Native Arts | Laura Fragua Cota


By Dottie Indyke

In the early 1980s, Laura Fragua Cota was a student at the Institute of American Indian Arts in Santa Fe and a pioneer of sorts. Perhaps because she was perceived as an unwelcome intruder in the male domain of stone sculpture, she found some of her instructors skeptical at best and, at worst, downright patronizing. “I don’t know if [it was because] the faculty felt intimidated by women sculptors, but they’d say sarcastic things,” Cota recalls. “The attitude the men had really turned off a lot of women. But it didn’t weaken my spirit.”

Cota grew up at Jemez Pueblo in central New Mexico where both her parents have lived all their lives. When she told her grandmother that she wanted to be an artist, she was admonished to find a secretarial job instead where she could dress up and have a nice office. Alive today at 94, Cota’s grandmother has been a proud witness to her granddaughter’s commitment to that dream.

After high school, Cota became interested in art therapy as a way to use her creativity to help people heal. While studying in the social work program of the now-defunct University of Albuquerque, she decided she needed more hands-on experience. “I thought if a client comes to me and he’s a sculptor or a painter, I need to understand the language of the medium,” she says. So she enrolled at IAIA.

Her years at the institute were formative, and they continue to influence her life and work today. Some on the faculty were condescending, but there were others who provided key support and mentoring, including Ottilie Loloma, Charles Dailey, and celebrated Apache sculptor Allan Houser. Cota moved beyond drawing to other two- and three-dimensional media and discovered the allure of sculpting in stone. Most importantly, IAIA offered a home away from home.

“I met people from so many different tribes tribes I [had] never heard of,” Cota says. “There’s a whole generation of kids who met at the school. It’s like a family. The friendships I made were the ultimate.” Elected president of the student council, Cota led her fellow students in protests demanding that the school build its own campus. She had to wait nearly two decades, but that wish became reality in 2000 with the purchase of 140 acres of land south of Santa Fe. “I’m glad that I am able to see the new school, which gives students a different kind of strength,” she says. “Whatever seeds we plant are our choices to make. We don’t have to worry about ever being uprooted.”

In the intervening years, Cota has painted and sculpted elegant pieces in limestone and alabaster. Some are traditional depictions of Indian figures, but she particularly enjoys working with abstraction because of its universality and emphasis on emotion and movement.
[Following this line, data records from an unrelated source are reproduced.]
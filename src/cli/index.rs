use crate::config::AppConfig;
use crate::constants::MAX_FILE_SIZE_BYTES;
use crate::error::Result;
use crate::lexical::detect_language;
use crate::service::SearchService;
use crate::types::CancelToken;
use clap::Args;
use colored::Colorize;
use glob::Pattern;
use indicatif::{ProgressBar, ProgressStyle};
use log::debug;
use std::path::PathBuf;
use std::sync::Arc;
use walkdir::WalkDir;

#[derive(Args, Debug)]
pub struct IndexArgs {
    /// Files or directories to index
    #[arg(required = true)]
    pub paths: Vec<PathBuf>,

    /// Only index files of these languages (repeatable)
    #[arg(long = "language", short = 'l')]
    pub languages: Vec<String>,

    /// Suppress the progress bar
    #[arg(long)]
    pub quiet: bool,
}

/// Directories never worth indexing.
const SKIP_DIRS: &[&str] = &[
    ".git",
    ".hg",
    ".svn",
    "node_modules",
    "target",
    "dist",
    "build",
    ".venv",
    "__pycache__",
];

/// Walks the given roots and collects indexable files.
pub fn collect_files(paths: &[PathBuf], config: &AppConfig, languages: &[String]) -> Vec<PathBuf> {
    let repo_globs: Vec<Pattern> = config
        .repo_globs
        .iter()
        .filter_map(|g| Pattern::new(g).ok())
        .collect();

    let mut files = Vec::new();
    for root in paths {
        for entry in WalkDir::new(root)
            .follow_links(false)
            .into_iter()
            .filter_entry(|e| {
                let name = e.file_name().to_string_lossy();
                !(e.file_type().is_dir()
                    && (SKIP_DIRS.contains(&name.as_ref()) || name.starts_with('.')))
            })
            .filter_map(|e| e.ok())
        {
            if !entry.file_type().is_file() {
                continue;
            }
            let path = entry.path();
            if entry
                .metadata()
                .map(|m| m.len() > MAX_FILE_SIZE_BYTES)
                .unwrap_or(true)
            {
                debug!("Skipping oversized or unreadable {}", path.display());
                continue;
            }
            if !repo_globs.is_empty() && !repo_globs.iter().any(|g| g.matches_path(path)) {
                continue;
            }
            let language = detect_language(path);
            if !languages.is_empty() && !languages.iter().any(|l| l.eq_ignore_ascii_case(&language))
            {
                continue;
            }
            if !config.languages.is_empty()
                && !config
                    .languages
                    .iter()
                    .any(|l| l.eq_ignore_ascii_case(&language))
            {
                continue;
            }
            files.push(path.to_path_buf());
        }
    }
    files.sort();
    files.dedup();
    files
}

pub fn handle(args: IndexArgs, config: AppConfig) -> Result<()> {
    let service = Arc::new(SearchService::open(config.clone())?);
    service.warmup()?;
    let token = CancelToken::new();
    let coordinator = service.new_coordinator(display_root(&args.paths), token.clone());

    let files = collect_files(&args.paths, &config, &args.languages);
    if files.is_empty() {
        println!("{}", "No indexable files found.".yellow());
        return Ok(());
    }
    println!("Indexing {} files...", files.len());

    let bar = if args.quiet {
        ProgressBar::hidden()
    } else {
        let bar = ProgressBar::new(files.len() as u64);
        bar.set_style(
            ProgressStyle::with_template("{bar:40} {pos}/{len} {msg}")
                .unwrap_or_else(|_| ProgressStyle::default_bar()),
        );
        bar
    };

    let indexed = coordinator.bulk_index(&files, |done, _total| {
        bar.set_position(done as u64);
    })?;
    bar.finish_and_clear();

    service.save()?;
    let status = coordinator.status();
    println!(
        "{} {} of {} files ({} failed)",
        "Indexed".green().bold(),
        indexed,
        files.len(),
        status.failed_files.len()
    );
    for failed in status.failed_files.iter().take(10) {
        println!("  {} {}", "failed:".red(), failed);
    }
    Ok(())
}

fn display_root(paths: &[PathBuf]) -> String {
    match paths {
        [single] => single.to_string_lossy().into_owned(),
        _ => format!("{} roots", paths.len()),
    }
}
Once in a while, and sometimes without conscious intention, she will craft a piece of social commentary. One such mixed-media construction was created for a Christopher Columbus-themed exhibition. Made on a piece of animal hide shaped like the United States, A Pathway of Our Future depicts a line of dying babies, men, and women rising into the sky. The first man on the path is pierced with a long sword. At Santa Fe’s 1994 Indian Market, this piece was honored with the Patrick Suazo-Hinds Award for creativity.Cota’s work is part of the permanent collection of the IAIA Museum, where she has also served as an exhibition curator. In 1998, she received New Mexico’s highest artistic honor, a Governor’s Award for Excellence in the Arts, which was accompanied by an exhibition of her work at the Governor’s Gallery in the state capitol building.

And a few months ago Cota came full-circle, going back to school in Santa Fe to earn the degree in art therapy she abandoned more than two decades ago. She still draws, paints, and works in clay and stone. And she is ever mindful of the spiritual foundation and great artistic tradition that underlies her work.

“I think of Easter Island and the people who lived there long ago. The sculptors who carved huge figures were held in high esteem because of their ability to create. As artists, we are special because we can let that expression out,” she says. “I am grateful for the talent the Creator has placed in me, and I must share that vital part of who I am. I am a human being created by the Great Spirit, a woman, an artist, a Native American from the continent of North America, and the list goes on. Eventually the cycle leads us back to people who are one with the earth, with the world, and the universe.”

Laura Fragua Cota’s work may be seen at Native Beauty and Studios Gallery in the Traditions! marketplace in Budaghers, NM, and at the IAIA Museum in Santa Fe.